Les japonais ont inventé le poème court, le haïku, pour fixer la sensation fugitive d'un moment. Philippe Delerm, lui, a inventé les polaroïds écrits, qui livrent leur concentré d'émotions et font revivre leurs instants suspendus en quelques pages. Ici l'écrit fonctionne comme l'essence première d'un parfum fort et subtil, qui laisse une trace aussi prolongée, que les mots ont été rapides.
On se souvient de la délectable sensation procurée par La première gorgée de bière qui avait fait entrer Philippe Delerm dans le clan des conteurs de plaisirs minuscules. Le voici revenu, après qu'il ait fait un détour par l'évocation de New York ( cf notre interview de Philippe Delerm sur New York sans New York), à ce qu'il fait de mieux : l'évocation subtile de sensations fugitives au charme profond, qui se fondent sur de légères oscillations du présent, celles qui pourraient échapper si l'on n'y prêtait attention. Le romancier accède à cette conscience éveillée des choses de la vie. Il trouve du merveilleux qui se cache derrière l'ordinaire. Il arrête le temps et dilate le présent. Il nous propose une respiration, une épiphanie du quotidien.
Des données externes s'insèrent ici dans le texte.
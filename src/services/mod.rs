//! Business logic layer
//!
//! Pure functions over record snapshots: the CLI loads state from storage,
//! hands slices to these services, and renders the results. No session state
//! lives here.

pub mod aggregate;
pub mod settlement;

pub use aggregate::{
    available_balance, contributor_names, filter_by_category, group_sum_by_person, total,
    Amounted,
};
pub use settlement::{SettlementEntry, SettlementReport, Verdict};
Conteur perpétuel, Philipe Delerm distille ses mots comme d'autre des perles de méditation. Lire ses textes procure le plaisir premier de ressentir ces bulles de bonheur, mais aussi celui de nous ouvrir un peu à la conscience de la beauté cachée du quotidien. Nul besoin de grandes évasions, ni de consommations effrénées: le bonheur est dans le près, juste ici. Il dépend de notre capacité à le goûter. Philippe Delerm est un maître en la matière. Peut-être même un sage. Il nous rappelle combien l'ultra-sollicitation des images et la recherche de sensations fortes masque notre incapacité à jouir des choses simples. Vacuité moderne contre jouissance terrienne. Philippe Delerm est un rêveur du présent. Un enfant qui observe, doté d'un sage qui s'arrête. Innocence et profondeur en même temps.
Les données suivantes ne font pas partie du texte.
//! Contribution CLI commands

use clap::Subcommand;

use crate::display::{format_contribution_table, format_person_totals};
use crate::error::{SplitpoolError, SplitpoolResult};
use crate::models::Contribution;
use crate::reports::SummaryReport;
use crate::storage::Storage;

use super::{parse_date_or_today, parse_non_negative_amount};

/// Contribution subcommands
#[derive(Subcommand)]
pub enum ContributionCommands {
    /// Record a fixed contribution to the shared pool
    Add {
        /// Name of the contributing person
        name: String,
        /// Amount contributed (e.g., "100.00")
        amount: String,
        /// Contribution date (YYYY-MM-DD, defaults to today)
        #[arg(long)]
        date: Option<String>,
    },
    /// List all recorded contributions
    List,
    /// Show pool metrics and per-person totals
    Report,
}

/// Handle a contribution command
pub fn handle_contribution_command(
    storage: &Storage,
    cmd: ContributionCommands,
) -> SplitpoolResult<()> {
    match cmd {
        ContributionCommands::Add { name, amount, date } => {
            let amount = parse_non_negative_amount(&amount)?;
            let date = parse_date_or_today(date.as_deref())?;

            let contribution = Contribution::new(name, amount, date);
            contribution
                .validate()
                .map_err(|e| SplitpoolError::Validation(e.to_string()))?;

            storage.contributions.append(contribution)?;
            storage.contributions.save()?;

            println!("Fixed contribution recorded.");
        }

        ContributionCommands::List => {
            let contributions = storage.contributions.get_all()?;
            print!("{}", format_contribution_table(&contributions));
        }

        ContributionCommands::Report => {
            let contributions = storage.contributions.get_all()?;
            if contributions.is_empty() {
                println!("No contributions recorded.");
                return Ok(());
            }

            print!("{}", format_contribution_table(&contributions));
            println!();

            let report = SummaryReport::generate(storage)?;
            println!("Available Balance (Shared Only)");
            println!("  Total Contributions: {}", report.total_contributions);
            println!(
                "  All Expenses (incl. Worker Payments): {}",
                report.total_expenses
            );
            println!("  Worker Payments: {}", report.worker_payments);
            println!("  Balance Left: {}", report.available_balance);
            println!();

            println!("Total Contributions Per Person");
            print!("{}", format_person_totals(&report.person_totals));
        }
    }

    Ok(())
}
Dans Les instants suspendus, l'auteur nous montre que les bonheurs diffus sont partout. Ils peuvent venir de la lumière qui revient lorsque l'on sort d'un tunnel : « C'est comme un grand coup de fraîcheur, une euphorie si contenue, une extraordinaire sensation d'appartenir à tout ce dont la vitre nous sépare.» Ou des charmes de la rose trémière : «Vraiment pas bêcheuse, elle ne se formalise même pas quand on l'appelle la grosse crémière ». L'auteur s'enchante même du clin d'oeil que nous fait la vie avec son éternelle mouche de l'été dont le «rôle est de faire semblant ». Et que dit-il des Mystères du Coca ? Ce «Coca bien réel mais qui demeure imaginaire»? De la manière dont il pactise, voire dialogue, avec son vieux tuyau d'arrosage ? Ou dont il vibre au son du moteur de la deux-chevaux ? Et puis bien sûr comment ne pas citer le charmant chapitre que Philippe Delerm consacre à la rentrée, de circonstance en ce moment ? « Un matin de septembre. La lumière est d'été, déjà presque blonde, mais il fait vraiment frais. (...) On a toujours envie et peur en même temps (...) Allez la vie est neuve, étonnamment, toujours. On est comme le roi d'Ionesco. On veut bien redoubler. »
Oui, avec Philippe Delerm à nos côtés, on prend la vie, comme la rentrée, du bon côté. Et on veut bien redoubler.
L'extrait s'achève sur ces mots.